Hi guys,
Being the son of a French falconer, I can tell you that owning those birds is not easy everyday.Specially for falcons.
They are really high maintenance birds, that you need to take care off everyday. They are prone to catch diseases, can suffer from stress and are easily shot down by bored shotgun hunters or getting electrocuted on high power lines.
They need to get trained almost everyday if you want to hunt with them and get good at it. Which mean access to a lot of acres of Great Plains or moors depending if you train them for crows, partridges or grouse. Crows might be the cheapest preys as you fly on site of the prey.
Partridges requires very good trained pointing dogs so that falconer, dogs and bird work in harmony.
While the falcon is climbing high the dogs are working the field till they find partridges and point. You want your falcon as high as possible, as the higher is the falcon the more area he controls. Then you flush the partridges and that is where the falcon does his spectacular dive between 300 and 500 km/h if every thing goes well and where he will knock out the partridge with the heels of his feet( after slowing down though!).

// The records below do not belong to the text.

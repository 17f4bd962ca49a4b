use std::error::Error;
use std::io;
use std::sync::{Arc, Mutex, MutexGuard};
use tracing::{error, Level};
use tracing_subscriber::filter::filter_fn;
use tracing_subscriber::fmt::MakeWriter;
use tracing_subscriber::prelude::*;
use tracing_subscriber::EnvFilter;

/// In-memory debug trail shared by every task of a run.
///
/// Appends are serialized by the inner mutex, so concurrent tasks may log
/// freely. `main` dumps the trail to stderr when a run fails.
#[derive(Debug, Clone, Default)]
pub struct DebugLog {
    buf: Arc<Mutex<Vec<u8>>>,
}

impl DebugLog {
    pub fn new() -> Self {
        Self::default()
    }

    pub fn contents(&self) -> String {
        String::from_utf8_lossy(&self.lock()).into_owned()
    }

    pub fn is_empty(&self) -> bool {
        self.lock().is_empty()
    }

    fn lock(&self) -> MutexGuard<'_, Vec<u8>> {
        // A writer that panicked mid-append leaves a partial line, nothing worse.
        self.buf.lock().unwrap_or_else(|poisoned| poisoned.into_inner())
    }
}

pub struct DebugLogWriter {
    log: DebugLog,
}

impl io::Write for DebugLogWriter {
    fn write(&mut self, bytes: &[u8]) -> io::Result<usize> {
        self.log.lock().extend_from_slice(bytes);
        Ok(bytes.len())
    }

    fn flush(&mut self) -> io::Result<()> {
        Ok(())
    }
}

impl<'a> MakeWriter<'a> for DebugLog {
    type Writer = DebugLogWriter;

    fn make_writer(&'a self) -> Self::Writer {
        DebugLogWriter { log: self.clone() }
    }
}

/// Install the global subscriber: timestamped events on stderr filtered by
/// RUST_LOG (default `info`), plus debug-level events captured in `debug_log`.
pub fn init(debug_log: &DebugLog) {
    let stderr = tracing_subscriber::fmt::layer()
        .with_target(true)
        .with_writer(io::stderr)
        .with_filter(EnvFilter::try_from_default_env().unwrap_or_else(|_| EnvFilter::new("info")));

    let trail = tracing_subscriber::fmt::layer()
        .with_ansi(false)
        .with_target(false)
        .with_writer(debug_log.clone())
        .with_filter(filter_fn(|meta| *meta.level() == Level::DEBUG));

    tracing_subscriber::registry().with(stderr).with(trail).init();
}

/// Log `err` as a timestamped error event and return the debug trail, ready
/// for stderr. The trail is empty when nothing was captured.
pub fn fatal(err: &dyn Error, debug_log: &DebugLog) -> String {
    error!("{err}");
    if debug_log.is_empty() {
        String::new()
    } else {
        format!("--- debug log ---\n{}", debug_log.contents())
    }
}

#[cfg(test)]
mod tests {
    use super::*;
    use crate::config::{Config, CONFIG_FILE};
    use std::io::Write;
    use tracing::{debug, info};

    fn capture(log: &DebugLog) -> impl tracing::Subscriber + Send + Sync {
        tracing_subscriber::registry().with(
            tracing_subscriber::fmt::layer()
                .with_ansi(false)
                .with_writer(log.clone())
                .with_filter(filter_fn(|meta| *meta.level() == Level::DEBUG)),
        )
    }

    #[test]
    fn test_writer_appends() {
        let log = DebugLog::new();
        assert!(log.is_empty());
        log.make_writer().write_all(b"first\n").unwrap();
        log.make_writer().write_all(b"second\n").unwrap();
        assert_eq!(log.contents(), "first\nsecond\n");
    }

    #[test]
    fn test_captures_debug_events_only() {
        let log = DebugLog::new();
        tracing::subscriber::with_default(capture(&log), || {
            debug!("client.Issues.ListByRepo page=0");
            info!("no more pages");
        });
        let contents = log.contents();
        assert!(contents.contains("client.Issues.ListByRepo page=0"));
        assert!(!contents.contains("no more pages"));
    }

    #[test]
    fn test_concurrent_writers_keep_whole_lines() {
        let log = DebugLog::new();
        let handles: Vec<_> = (0..8)
            .map(|t| {
                let log = log.clone();
                std::thread::spawn(move || {
                    for i in 0..50 {
                        let line = format!("thread {t} line {i}\n");
                        log.make_writer().write_all(line.as_bytes()).unwrap();
                    }
                })
            })
            .collect();
        for handle in handles {
            handle.join().unwrap();
        }

        let contents = log.contents();
        assert_eq!(contents.lines().count(), 400);
        assert!(contents.lines().all(|l| l.starts_with("thread ")));
    }

    #[test]
    fn test_fatal_config_error_is_timestamped_display() {
        let dir = tempfile::tempdir().unwrap();
        let path = dir.path().join(CONFIG_FILE);
        std::fs::write(&path, "[store\nroot = ").unwrap();
        let err = Config::load_from(&path).unwrap_err();

        let stderr = DebugLog::new();
        let trail = DebugLog::new();
        trail
            .make_writer()
            .write_all(b"client.Issues.ListByRepo page=0\n")
            .unwrap();
        let subscriber = tracing_subscriber::registry().with(
            tracing_subscriber::fmt::layer()
                .with_ansi(false)
                .with_writer(stderr.clone()),
        );

        let rest = tracing::subscriber::with_default(subscriber, || fatal(&err, &trail));

        let line = stderr.contents();
        assert!(line.chars().next().is_some_and(|c| c.is_ascii_digit()));
        assert!(line.contains("ERROR"));
        assert!(line.contains("Failed to parse config file"));
        assert!(!line.contains("TomlError {"));
        assert!(rest.starts_with("--- debug log ---\n"));
        assert!(rest.contains("client.Issues.ListByRepo page=0"));
    }

    #[test]
    fn test_fatal_without_trail() {
        let err = io::Error::new(io::ErrorKind::PermissionDenied, "denied");
        let rest = tracing::subscriber::with_default(
            tracing_subscriber::registry(),
            || fatal(&err, &DebugLog::new()),
        );
        assert!(rest.is_empty());
    }
}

He then dives back on the partridge and finishes it on the ground before starting his meal.( you always fly an hungry bird,that is his motivation to catch). If you arrive too late to retrieve him on his feeding spot he will just fly away and won't bother getting back to you. That is the wild part of the bird that never quit them. It is then very hard to get them back in that case.
The grouse flying is similar but at the expense of having access to a Scottish moor just for yourself and your bird(s) which is not always welcome by every owner of such land.
The successful flight described above when the falcon disappearing in the clouds before diving is not that common and only a handful of european falconers manage to get such flights from time to time after considerable hours of training.